Exercise prompt —
From the material below, copy out each line with the word "crates" in it.

Given entries —
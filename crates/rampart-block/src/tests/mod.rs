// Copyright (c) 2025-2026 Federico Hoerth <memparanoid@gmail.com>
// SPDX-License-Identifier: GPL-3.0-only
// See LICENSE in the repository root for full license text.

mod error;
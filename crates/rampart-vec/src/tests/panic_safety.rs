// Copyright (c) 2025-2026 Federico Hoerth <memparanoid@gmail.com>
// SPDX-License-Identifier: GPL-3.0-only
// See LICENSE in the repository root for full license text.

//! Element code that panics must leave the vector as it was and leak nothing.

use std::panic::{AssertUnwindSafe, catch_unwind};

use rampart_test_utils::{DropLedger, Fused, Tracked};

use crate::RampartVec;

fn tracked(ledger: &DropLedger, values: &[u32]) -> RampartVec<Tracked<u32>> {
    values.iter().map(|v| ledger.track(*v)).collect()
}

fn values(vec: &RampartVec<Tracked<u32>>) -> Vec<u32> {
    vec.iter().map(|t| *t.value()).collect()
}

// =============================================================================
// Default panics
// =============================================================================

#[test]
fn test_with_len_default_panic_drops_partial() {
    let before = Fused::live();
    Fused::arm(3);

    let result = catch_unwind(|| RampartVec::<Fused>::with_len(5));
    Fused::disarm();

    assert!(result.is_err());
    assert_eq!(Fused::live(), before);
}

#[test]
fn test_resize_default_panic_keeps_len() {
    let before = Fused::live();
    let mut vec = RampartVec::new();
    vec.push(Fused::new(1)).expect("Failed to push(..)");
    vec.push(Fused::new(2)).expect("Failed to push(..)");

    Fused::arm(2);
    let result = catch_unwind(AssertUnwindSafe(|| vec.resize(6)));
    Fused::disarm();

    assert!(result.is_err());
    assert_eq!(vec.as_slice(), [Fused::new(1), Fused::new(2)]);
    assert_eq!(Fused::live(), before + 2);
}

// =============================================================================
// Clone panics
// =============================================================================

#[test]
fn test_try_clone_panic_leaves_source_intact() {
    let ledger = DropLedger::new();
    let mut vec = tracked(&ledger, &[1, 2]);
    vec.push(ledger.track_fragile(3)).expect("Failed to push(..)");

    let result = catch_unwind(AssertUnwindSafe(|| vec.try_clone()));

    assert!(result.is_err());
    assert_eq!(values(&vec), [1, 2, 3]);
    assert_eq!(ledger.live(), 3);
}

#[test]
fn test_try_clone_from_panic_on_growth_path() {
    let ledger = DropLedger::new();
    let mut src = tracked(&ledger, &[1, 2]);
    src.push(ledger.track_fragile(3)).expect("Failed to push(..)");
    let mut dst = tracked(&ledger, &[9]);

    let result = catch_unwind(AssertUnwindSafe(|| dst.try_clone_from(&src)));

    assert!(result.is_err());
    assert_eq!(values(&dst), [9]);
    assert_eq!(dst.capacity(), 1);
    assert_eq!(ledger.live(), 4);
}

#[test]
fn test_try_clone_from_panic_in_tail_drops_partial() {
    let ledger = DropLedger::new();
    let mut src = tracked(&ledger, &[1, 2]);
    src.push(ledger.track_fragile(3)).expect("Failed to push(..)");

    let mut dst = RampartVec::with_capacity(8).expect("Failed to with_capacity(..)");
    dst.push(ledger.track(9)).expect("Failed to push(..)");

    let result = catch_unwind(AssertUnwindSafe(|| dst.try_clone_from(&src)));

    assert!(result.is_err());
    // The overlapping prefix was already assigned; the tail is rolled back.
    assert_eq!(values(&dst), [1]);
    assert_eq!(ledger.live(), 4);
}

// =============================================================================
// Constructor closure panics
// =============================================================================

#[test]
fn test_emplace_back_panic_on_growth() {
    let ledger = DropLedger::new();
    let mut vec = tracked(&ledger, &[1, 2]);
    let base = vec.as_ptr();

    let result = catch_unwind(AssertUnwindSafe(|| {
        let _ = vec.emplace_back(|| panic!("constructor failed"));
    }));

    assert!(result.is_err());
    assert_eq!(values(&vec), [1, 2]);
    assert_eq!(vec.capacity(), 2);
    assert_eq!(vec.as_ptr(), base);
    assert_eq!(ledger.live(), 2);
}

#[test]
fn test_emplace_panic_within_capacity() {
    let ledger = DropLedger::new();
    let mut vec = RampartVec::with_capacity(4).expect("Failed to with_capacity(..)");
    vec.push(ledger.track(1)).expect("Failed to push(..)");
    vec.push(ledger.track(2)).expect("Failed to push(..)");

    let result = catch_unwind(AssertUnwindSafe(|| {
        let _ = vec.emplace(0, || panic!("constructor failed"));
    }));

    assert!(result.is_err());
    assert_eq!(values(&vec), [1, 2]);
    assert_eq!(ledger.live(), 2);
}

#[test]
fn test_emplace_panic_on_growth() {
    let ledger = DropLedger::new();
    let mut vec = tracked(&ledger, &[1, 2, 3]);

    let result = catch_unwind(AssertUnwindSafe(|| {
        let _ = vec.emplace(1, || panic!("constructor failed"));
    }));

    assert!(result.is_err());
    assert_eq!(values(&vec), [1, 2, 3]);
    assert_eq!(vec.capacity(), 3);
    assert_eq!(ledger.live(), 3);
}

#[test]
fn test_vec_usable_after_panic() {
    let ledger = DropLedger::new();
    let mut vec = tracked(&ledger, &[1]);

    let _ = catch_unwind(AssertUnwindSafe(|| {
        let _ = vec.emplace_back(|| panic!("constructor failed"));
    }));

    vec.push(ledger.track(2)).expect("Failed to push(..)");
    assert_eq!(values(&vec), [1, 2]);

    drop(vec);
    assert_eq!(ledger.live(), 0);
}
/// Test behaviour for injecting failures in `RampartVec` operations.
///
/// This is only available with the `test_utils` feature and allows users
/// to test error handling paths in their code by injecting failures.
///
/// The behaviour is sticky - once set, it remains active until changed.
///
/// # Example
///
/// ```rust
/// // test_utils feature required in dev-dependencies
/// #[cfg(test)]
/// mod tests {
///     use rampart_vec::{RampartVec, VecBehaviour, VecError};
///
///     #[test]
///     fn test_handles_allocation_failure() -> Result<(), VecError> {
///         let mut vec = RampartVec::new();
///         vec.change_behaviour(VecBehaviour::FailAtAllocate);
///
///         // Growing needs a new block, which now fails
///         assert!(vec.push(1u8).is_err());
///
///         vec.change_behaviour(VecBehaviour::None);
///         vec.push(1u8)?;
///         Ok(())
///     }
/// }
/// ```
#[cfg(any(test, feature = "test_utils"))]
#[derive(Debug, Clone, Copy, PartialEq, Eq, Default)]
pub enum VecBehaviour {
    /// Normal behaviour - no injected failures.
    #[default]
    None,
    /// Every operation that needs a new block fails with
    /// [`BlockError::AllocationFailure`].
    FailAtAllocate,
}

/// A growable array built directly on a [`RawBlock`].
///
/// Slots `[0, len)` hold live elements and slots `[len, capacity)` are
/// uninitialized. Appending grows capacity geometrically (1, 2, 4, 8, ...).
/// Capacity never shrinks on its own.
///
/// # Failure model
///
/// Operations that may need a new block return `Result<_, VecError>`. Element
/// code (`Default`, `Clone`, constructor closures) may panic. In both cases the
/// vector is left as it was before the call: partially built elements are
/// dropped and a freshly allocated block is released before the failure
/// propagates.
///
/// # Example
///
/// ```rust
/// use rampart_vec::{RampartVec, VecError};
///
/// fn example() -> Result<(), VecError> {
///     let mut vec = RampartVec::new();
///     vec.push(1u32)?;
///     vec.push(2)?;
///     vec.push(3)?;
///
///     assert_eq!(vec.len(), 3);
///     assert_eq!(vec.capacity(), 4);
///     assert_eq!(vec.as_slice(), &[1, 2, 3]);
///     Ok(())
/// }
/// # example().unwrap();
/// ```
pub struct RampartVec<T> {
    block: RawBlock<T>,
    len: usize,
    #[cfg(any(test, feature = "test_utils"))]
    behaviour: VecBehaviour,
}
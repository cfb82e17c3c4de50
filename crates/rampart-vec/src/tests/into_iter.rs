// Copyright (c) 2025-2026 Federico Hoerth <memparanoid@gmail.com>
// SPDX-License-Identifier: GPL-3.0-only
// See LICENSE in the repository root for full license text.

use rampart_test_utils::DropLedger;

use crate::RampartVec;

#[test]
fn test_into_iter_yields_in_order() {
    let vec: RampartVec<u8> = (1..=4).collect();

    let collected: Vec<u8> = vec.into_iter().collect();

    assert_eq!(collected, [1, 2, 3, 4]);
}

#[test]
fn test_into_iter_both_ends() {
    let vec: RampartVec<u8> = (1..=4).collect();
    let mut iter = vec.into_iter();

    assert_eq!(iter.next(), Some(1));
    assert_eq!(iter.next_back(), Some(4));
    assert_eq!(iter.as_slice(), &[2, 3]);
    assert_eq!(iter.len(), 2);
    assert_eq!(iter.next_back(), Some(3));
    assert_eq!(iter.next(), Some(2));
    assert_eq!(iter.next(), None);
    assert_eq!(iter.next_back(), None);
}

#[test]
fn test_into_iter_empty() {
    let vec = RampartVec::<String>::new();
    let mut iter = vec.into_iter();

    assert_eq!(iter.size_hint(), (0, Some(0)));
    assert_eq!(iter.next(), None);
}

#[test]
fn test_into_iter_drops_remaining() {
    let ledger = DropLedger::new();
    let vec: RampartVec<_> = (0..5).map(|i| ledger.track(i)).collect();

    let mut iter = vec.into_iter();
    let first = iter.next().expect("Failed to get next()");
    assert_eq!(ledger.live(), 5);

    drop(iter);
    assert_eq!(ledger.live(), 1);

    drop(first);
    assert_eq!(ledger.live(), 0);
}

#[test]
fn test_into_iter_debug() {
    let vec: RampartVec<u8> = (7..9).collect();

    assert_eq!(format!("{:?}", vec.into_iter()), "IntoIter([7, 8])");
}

Exercise result —
filename crates/rampart-block/src/tests/mod.rs
filename crates/rampart-vec/src/tests/panic_safety.rs
filename crates/rampart-vec/src/tests/into_iter.rs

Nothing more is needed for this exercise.